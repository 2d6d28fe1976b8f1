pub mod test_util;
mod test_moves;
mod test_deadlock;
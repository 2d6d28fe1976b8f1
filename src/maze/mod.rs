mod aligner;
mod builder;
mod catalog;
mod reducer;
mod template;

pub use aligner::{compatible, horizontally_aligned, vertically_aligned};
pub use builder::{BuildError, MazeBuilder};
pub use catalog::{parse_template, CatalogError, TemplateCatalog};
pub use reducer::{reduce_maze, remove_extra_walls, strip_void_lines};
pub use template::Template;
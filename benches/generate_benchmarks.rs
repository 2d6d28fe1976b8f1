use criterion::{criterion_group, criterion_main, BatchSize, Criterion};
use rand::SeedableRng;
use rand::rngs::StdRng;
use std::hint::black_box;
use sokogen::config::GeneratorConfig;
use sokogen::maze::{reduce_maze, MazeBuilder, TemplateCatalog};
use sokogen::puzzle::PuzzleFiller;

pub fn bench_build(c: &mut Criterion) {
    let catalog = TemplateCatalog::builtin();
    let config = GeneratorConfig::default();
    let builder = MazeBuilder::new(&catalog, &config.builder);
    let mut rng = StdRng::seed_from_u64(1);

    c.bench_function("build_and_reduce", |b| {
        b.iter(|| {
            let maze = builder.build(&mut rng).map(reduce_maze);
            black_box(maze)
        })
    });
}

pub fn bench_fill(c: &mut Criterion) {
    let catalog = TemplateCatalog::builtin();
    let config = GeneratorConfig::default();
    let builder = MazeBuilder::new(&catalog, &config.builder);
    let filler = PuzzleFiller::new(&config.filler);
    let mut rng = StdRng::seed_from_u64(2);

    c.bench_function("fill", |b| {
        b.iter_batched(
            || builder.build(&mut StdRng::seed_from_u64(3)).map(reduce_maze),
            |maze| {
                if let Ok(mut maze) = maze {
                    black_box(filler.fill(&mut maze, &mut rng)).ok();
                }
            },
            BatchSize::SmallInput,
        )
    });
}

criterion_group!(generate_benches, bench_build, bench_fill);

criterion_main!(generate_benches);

________

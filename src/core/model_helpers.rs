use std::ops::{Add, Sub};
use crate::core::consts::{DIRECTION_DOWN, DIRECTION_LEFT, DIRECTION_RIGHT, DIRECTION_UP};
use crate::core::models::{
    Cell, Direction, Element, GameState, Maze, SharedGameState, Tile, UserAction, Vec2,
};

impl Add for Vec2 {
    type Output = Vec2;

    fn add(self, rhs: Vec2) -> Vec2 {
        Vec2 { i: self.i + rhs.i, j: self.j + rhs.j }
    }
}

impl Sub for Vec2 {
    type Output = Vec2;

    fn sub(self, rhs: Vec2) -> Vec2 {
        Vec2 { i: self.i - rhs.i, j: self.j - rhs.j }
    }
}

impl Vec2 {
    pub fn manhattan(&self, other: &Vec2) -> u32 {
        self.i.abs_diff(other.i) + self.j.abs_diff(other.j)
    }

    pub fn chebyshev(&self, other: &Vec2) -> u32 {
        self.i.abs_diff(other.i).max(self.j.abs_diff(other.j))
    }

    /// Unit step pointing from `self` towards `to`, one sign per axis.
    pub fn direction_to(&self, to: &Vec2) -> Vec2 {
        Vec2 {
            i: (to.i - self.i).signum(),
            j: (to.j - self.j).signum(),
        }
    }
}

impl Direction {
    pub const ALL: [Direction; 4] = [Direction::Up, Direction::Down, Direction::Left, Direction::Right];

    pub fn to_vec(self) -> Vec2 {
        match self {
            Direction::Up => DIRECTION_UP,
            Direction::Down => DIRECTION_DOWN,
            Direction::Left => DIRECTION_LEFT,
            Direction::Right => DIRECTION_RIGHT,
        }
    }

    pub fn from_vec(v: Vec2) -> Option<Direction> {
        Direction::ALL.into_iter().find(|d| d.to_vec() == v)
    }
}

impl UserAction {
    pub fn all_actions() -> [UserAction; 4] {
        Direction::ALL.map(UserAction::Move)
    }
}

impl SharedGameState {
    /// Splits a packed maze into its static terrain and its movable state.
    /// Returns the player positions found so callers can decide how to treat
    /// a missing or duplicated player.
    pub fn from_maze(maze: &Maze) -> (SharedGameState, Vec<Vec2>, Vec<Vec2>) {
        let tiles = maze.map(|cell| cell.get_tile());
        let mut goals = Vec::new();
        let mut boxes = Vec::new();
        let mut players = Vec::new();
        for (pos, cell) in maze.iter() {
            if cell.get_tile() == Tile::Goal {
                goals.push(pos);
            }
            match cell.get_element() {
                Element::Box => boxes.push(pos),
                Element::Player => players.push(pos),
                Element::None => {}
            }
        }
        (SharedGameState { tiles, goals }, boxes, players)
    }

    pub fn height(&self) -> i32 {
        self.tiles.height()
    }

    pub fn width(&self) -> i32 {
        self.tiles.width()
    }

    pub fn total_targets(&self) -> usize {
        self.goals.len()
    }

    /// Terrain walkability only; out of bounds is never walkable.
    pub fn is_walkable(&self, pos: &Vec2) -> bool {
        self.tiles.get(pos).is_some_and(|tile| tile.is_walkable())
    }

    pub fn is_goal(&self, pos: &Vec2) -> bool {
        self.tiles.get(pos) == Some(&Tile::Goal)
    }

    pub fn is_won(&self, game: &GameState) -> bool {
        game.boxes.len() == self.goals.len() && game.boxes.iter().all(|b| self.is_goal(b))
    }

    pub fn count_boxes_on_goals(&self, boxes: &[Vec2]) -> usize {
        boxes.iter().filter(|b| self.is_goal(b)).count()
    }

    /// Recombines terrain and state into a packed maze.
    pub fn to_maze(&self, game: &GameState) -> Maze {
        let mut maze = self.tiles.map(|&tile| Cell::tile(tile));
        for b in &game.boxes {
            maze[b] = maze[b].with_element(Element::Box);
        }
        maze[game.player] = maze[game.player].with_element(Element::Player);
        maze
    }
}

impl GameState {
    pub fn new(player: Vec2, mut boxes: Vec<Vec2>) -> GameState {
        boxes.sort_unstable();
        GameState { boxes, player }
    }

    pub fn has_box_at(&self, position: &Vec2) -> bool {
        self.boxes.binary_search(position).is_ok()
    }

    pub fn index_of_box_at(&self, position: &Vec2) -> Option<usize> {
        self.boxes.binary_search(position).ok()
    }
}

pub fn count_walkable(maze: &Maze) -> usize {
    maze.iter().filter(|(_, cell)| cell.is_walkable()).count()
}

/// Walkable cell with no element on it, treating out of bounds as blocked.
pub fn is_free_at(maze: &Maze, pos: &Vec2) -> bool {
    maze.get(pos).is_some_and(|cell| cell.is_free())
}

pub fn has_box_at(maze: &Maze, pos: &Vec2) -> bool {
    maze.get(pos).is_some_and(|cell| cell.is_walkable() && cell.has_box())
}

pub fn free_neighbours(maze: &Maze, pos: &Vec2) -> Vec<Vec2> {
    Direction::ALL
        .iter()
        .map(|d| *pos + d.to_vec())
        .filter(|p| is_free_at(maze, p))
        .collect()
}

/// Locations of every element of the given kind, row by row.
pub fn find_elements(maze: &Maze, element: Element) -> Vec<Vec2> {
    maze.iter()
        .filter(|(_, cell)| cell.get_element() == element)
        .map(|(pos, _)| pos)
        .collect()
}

________

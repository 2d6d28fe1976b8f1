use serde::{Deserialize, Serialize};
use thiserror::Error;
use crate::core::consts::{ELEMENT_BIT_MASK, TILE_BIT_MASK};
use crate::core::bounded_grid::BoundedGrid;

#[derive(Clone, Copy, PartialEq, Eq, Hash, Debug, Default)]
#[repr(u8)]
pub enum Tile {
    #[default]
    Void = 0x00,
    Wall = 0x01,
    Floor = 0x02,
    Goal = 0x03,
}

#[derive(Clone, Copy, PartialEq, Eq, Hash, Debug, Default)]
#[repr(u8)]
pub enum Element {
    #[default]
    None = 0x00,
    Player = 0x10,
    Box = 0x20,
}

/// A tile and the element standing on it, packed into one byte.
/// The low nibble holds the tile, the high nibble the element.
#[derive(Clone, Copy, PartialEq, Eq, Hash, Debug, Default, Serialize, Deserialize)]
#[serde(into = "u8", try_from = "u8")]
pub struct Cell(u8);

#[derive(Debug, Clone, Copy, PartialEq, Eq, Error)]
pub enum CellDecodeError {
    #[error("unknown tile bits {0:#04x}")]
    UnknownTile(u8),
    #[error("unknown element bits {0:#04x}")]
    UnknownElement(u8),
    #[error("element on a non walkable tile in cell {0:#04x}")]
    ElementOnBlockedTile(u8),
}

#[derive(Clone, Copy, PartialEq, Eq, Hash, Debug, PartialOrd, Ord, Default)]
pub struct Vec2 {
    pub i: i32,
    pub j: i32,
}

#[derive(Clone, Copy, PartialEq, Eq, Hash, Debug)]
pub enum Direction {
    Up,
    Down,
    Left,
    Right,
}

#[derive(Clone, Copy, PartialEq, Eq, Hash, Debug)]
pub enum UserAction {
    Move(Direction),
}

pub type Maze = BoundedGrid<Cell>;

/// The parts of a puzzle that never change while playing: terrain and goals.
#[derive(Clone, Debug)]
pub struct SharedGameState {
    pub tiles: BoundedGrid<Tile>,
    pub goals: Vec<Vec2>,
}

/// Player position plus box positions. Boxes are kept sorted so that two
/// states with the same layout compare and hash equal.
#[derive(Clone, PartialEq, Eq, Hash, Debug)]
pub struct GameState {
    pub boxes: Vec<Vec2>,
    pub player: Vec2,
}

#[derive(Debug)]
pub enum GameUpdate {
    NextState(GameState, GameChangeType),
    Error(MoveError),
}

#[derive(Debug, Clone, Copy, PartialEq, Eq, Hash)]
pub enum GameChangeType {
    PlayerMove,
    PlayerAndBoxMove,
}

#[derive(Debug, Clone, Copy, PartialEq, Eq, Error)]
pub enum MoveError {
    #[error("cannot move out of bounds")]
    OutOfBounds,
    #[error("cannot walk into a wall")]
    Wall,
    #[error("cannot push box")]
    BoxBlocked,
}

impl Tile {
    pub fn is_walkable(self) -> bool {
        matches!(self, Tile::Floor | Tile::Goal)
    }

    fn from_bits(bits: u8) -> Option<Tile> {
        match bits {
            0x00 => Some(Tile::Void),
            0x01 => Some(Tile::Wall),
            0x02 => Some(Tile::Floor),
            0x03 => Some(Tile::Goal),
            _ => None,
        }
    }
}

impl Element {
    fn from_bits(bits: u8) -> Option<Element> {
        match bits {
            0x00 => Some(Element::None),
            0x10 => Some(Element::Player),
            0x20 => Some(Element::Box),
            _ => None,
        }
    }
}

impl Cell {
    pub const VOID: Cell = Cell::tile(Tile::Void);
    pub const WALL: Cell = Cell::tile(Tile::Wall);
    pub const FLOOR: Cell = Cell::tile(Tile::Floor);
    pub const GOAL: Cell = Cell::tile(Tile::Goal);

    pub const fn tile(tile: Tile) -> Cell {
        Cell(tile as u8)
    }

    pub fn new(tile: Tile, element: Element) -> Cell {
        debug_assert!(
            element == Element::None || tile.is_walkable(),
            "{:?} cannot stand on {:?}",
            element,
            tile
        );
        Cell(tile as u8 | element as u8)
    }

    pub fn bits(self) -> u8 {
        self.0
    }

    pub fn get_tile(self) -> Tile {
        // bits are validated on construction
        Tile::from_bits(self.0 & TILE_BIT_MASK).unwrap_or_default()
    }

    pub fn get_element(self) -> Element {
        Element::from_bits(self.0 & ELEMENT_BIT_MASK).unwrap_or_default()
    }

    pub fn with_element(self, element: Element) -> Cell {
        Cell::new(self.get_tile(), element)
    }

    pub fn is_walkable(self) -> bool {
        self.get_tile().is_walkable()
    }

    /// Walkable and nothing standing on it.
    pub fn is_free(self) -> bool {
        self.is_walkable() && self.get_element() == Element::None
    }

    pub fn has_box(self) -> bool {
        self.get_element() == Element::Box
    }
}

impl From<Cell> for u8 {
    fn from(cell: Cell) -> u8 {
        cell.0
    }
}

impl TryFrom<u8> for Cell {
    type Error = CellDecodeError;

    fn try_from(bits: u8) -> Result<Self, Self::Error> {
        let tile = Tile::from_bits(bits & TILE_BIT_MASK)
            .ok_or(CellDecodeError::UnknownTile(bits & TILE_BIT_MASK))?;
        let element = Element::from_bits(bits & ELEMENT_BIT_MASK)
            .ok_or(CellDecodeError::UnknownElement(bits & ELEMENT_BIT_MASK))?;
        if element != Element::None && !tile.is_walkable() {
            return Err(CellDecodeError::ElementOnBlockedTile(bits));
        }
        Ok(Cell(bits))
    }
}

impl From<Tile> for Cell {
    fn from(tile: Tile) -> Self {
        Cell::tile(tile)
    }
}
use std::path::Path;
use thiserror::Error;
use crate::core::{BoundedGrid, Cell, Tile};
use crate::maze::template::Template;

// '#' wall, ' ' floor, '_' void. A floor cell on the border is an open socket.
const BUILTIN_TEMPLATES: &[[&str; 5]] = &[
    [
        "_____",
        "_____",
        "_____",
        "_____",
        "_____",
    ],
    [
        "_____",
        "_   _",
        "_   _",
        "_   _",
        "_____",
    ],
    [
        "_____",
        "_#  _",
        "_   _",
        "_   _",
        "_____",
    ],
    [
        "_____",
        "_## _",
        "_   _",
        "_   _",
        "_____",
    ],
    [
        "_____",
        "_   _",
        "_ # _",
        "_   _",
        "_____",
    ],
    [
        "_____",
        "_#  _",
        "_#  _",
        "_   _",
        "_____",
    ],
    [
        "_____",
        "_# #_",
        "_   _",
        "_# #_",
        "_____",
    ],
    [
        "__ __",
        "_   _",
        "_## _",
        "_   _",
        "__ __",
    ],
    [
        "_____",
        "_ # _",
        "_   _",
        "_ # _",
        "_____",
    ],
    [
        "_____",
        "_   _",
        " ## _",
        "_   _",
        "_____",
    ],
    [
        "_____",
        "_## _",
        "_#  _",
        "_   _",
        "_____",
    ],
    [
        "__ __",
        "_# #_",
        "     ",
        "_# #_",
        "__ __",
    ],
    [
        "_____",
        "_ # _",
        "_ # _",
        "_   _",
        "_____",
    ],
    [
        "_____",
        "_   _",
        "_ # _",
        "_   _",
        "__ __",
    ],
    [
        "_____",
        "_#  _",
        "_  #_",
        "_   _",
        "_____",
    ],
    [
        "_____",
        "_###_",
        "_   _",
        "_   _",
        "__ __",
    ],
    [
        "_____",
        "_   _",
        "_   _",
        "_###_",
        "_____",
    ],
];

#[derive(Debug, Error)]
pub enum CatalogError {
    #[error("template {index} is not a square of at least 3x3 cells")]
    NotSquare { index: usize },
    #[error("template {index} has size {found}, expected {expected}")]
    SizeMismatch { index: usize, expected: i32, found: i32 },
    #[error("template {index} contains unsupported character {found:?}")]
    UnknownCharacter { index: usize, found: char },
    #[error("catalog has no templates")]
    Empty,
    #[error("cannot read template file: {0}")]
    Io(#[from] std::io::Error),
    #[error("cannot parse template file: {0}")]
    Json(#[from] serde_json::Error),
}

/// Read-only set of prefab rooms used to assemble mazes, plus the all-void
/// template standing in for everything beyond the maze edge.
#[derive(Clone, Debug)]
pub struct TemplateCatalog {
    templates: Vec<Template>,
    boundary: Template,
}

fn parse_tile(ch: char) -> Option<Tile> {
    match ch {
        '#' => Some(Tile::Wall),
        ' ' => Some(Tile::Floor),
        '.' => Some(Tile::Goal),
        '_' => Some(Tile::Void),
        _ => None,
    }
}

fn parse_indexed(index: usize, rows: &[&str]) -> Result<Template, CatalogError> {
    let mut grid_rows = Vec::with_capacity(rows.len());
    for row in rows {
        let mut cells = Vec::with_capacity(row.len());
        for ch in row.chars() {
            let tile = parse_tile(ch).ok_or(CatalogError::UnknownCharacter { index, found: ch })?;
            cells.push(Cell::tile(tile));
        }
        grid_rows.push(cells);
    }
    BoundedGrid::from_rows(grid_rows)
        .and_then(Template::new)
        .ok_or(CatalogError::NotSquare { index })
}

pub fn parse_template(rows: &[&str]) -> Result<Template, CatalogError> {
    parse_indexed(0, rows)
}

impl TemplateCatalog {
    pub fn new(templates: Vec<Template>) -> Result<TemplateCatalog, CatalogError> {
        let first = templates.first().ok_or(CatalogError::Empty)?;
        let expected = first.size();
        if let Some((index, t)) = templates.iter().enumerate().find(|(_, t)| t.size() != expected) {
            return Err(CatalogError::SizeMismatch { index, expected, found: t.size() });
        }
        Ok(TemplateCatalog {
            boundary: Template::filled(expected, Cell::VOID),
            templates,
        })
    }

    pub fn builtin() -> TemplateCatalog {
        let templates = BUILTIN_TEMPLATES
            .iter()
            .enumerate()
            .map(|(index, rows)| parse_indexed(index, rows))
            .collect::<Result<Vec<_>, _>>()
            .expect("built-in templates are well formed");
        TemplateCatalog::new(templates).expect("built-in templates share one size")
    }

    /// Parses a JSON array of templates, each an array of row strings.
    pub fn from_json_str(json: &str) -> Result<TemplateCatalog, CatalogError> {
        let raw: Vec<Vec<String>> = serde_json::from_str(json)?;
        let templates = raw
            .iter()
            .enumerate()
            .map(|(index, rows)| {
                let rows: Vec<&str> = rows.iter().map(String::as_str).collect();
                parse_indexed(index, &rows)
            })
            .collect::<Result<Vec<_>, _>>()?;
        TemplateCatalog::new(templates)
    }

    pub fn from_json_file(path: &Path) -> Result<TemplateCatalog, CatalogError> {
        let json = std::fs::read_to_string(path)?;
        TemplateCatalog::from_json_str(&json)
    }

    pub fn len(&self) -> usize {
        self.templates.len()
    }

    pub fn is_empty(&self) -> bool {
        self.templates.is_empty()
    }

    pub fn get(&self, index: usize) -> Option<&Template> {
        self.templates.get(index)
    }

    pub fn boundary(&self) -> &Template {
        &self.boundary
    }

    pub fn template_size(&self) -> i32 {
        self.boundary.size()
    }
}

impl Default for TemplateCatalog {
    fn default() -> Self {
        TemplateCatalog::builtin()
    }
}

________

▶ **PROBLEM TO SOLVE**:
In the material above, please find every line that includes the word "MazeBuilder" and copy it.

▶ **RESPONSE TO THE EXERCISE**:
pub use builder::{BuildError, MazeBuilder};
use sokogen::maze::{reduce_maze, MazeBuilder, TemplateCatalog};
    let builder = MazeBuilder::new(&catalog, &config.builder);
    let builder = MazeBuilder::new(&catalog, &config.builder);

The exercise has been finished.